The louvered sides of the Garrard warehouses, visible along Fuller Street (between the Imperial Tobacco building in the foreground and Durham High in the background.)

The Garrard warehouses were, like most other tobacco warehouses, used for storage, drying, and curing of tobacco leaves. Unlike the Bullington and Carmichael, built along N. Duke St., the Garrard warehouses possessed little external adornment - large functional venting louvers extended along the sides of the warehouse, with brick parapet walls at the north and south ends.

The Garrard warehouses were built in 1925. The Farley warehouses were built in 1933, replacing the smattering of small houses seen in the left background above.
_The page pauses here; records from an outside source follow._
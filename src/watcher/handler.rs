use crate::config::ConfigService;
use crate::documents::DocumentGenerator;
use crate::domain::{ApplicationFolder, depth_below};
use crate::error::TrackResult;
use crate::stats::StatsAggregator;
use crate::store::RecordStore;
use crate::watcher::FolderEvent;
use crate::watcher::debounce::Debouncer;
use std::path::{Path, PathBuf};
use std::sync::Arc;
use tracing::{debug, error, info};

/// Applies folder events to the store and its downstream collaborators.
///
/// Cloning is cheap; every clone shares the same collaborators and the same
/// pending-action table.
#[derive(Clone)]
pub struct FolderSyncHandler {
    config: Arc<ConfigService>,
    store: Arc<dyn RecordStore>,
    documents: Arc<dyn DocumentGenerator>,
    stats: Arc<dyn StatsAggregator>,
    debouncer: Debouncer,
}

impl FolderSyncHandler {
    pub fn new(
        config: Arc<ConfigService>,
        store: Arc<dyn RecordStore>,
        documents: Arc<dyn DocumentGenerator>,
        stats: Arc<dyn StatsAggregator>,
        debouncer: Debouncer,
    ) -> Self {
        Self {
            config,
            store,
            documents,
            stats,
            debouncer,
        }
    }

    pub fn debouncer(&self) -> &Debouncer {
        &self.debouncer
    }

    /// Routes one event. Errors are logged here and never escape, so a
    /// failure on one path cannot stall the dispatcher.
    pub async fn dispatch(&self, event: FolderEvent) {
        match event {
            FolderEvent::Created(path) => self.handle_create(path),
            FolderEvent::Renamed { from, to } => self.handle_rename(&from, to).await,
            FolderEvent::Deleted(path) => {
                if let Err(e) = self.handle_remove(&path).await {
                    error!(path = %path.display(), error = %e, "failed to process folder removal");
                }
            }
        }
    }

    /// Debounces an upsert for `path` if it is currently a directory.
    pub fn handle_create(&self, path: PathBuf) {
        if !path.is_dir() {
            return;
        }
        self.schedule_upsert(path);
    }

    /// Drops the record for the old path right away, then treats the new
    /// path like a creation.
    pub async fn handle_rename(&self, from: &Path, to: PathBuf) {
        if self.at_role_depth(from) {
            if let Err(e) = self.store.delete_application_by_path(from).await {
                error!(path = %from.display(), error = %e, "failed to remove renamed application");
            }
        }
        self.handle_create(to);
    }

    /// Deletes the record for `path` and refreshes statistics, without debouncing.
    ///
    /// Paths that are not at `Company/Role` depth are ignored. The removed
    /// path no longer exists, so only its position below the root is checked.
    pub async fn handle_remove(&self, path: &Path) -> TrackResult<()> {
        if !self.at_role_depth(path) {
            return Ok(());
        }
        self.store.delete_application_by_path(path).await?;
        self.stats.refresh().await
    }

    /// The debounced payload: classify, upsert, generate documents, refresh stats.
    ///
    /// Returns the folder that was synced, or `None` when the path is not a
    /// trackable application folder (any more).
    pub async fn process_upsert(&self, path: &Path) -> TrackResult<Option<ApplicationFolder>> {
        let Some(root) = self.config.active_root() else {
            debug!(path = %path.display(), "no active root, ignoring folder");
            return Ok(None);
        };

        let Some(folder) = ApplicationFolder::classify(&root, path) else {
            debug!(
                path = %path.display(),
                depth = ?depth_below(&root, path),
                "ignoring folder outside Company/Role depth"
            );
            return Ok(None);
        };

        let created_at = match folder.created_at() {
            Ok(created_at) => created_at,
            Err(e) => {
                debug!(path = %path.display(), error = %e, "folder vanished before sync");
                return Ok(None);
            }
        };

        info!(company = %folder.company, role = %folder.role, "processing folder");
        self.store.upsert_application(&folder, created_at).await?;
        self.documents
            .generate_documents(&folder.company, &folder.role, &folder.path)
            .await?;
        self.stats.refresh().await?;

        Ok(Some(folder))
    }

    /// Whether `path` sits exactly two levels below the active root.
    ///
    /// Temp files renamed into place at the root, and saves inside role
    /// folders, fail this check.
    fn at_role_depth(&self, path: &Path) -> bool {
        let Some(root) = self.config.active_root() else {
            return false;
        };
        let root = dunce::canonicalize(&root).unwrap_or(root);
        let depth = depth_below(&root, path);
        if depth != Some(2) {
            debug!(path = %path.display(), depth = ?depth, "ignoring removal outside Company/Role depth");
            return false;
        }
        true
    }

    fn schedule_upsert(&self, path: PathBuf) {
        let handler = self.clone();
        let target = path.clone();
        self.debouncer.schedule(path, async move {
            if let Err(e) = handler.process_upsert(&target).await {
                error!(path = %target.display(), error = %e, "error processing folder upsert");
            }
        });
    }
}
Larger than the Garrard warehouses, they appear to have been almost entirely louvered, with the exception of a mid-structure brick parapet wall.

Looking east, 1948, at the Carmichael warehouse in the foreground, and illuminated behind it, the Farley warehouses.
(Courtesy The Herald-Sun Newspaper)

Looking north, 1950s at the two Farley warehouses, and the Garrard warehouses stretching northward along Fuller Street and the Beltline railroad.
(Courtesy The Herald-Sun Newspaper)


Farley Warehouse, 1971

(Courtesy Karl Stauber)



Farley Warehouse, 1971

(Courtesy Karl Stauber)

The last sighting of these warehouses that I've located is in 1972; I assume that they existed up until the Carmichael and Bullington warehouses were redeveloped in the early 1980s, and then turned into parking.

Site of the Farley warehouses, looking northwest, 05.25.08.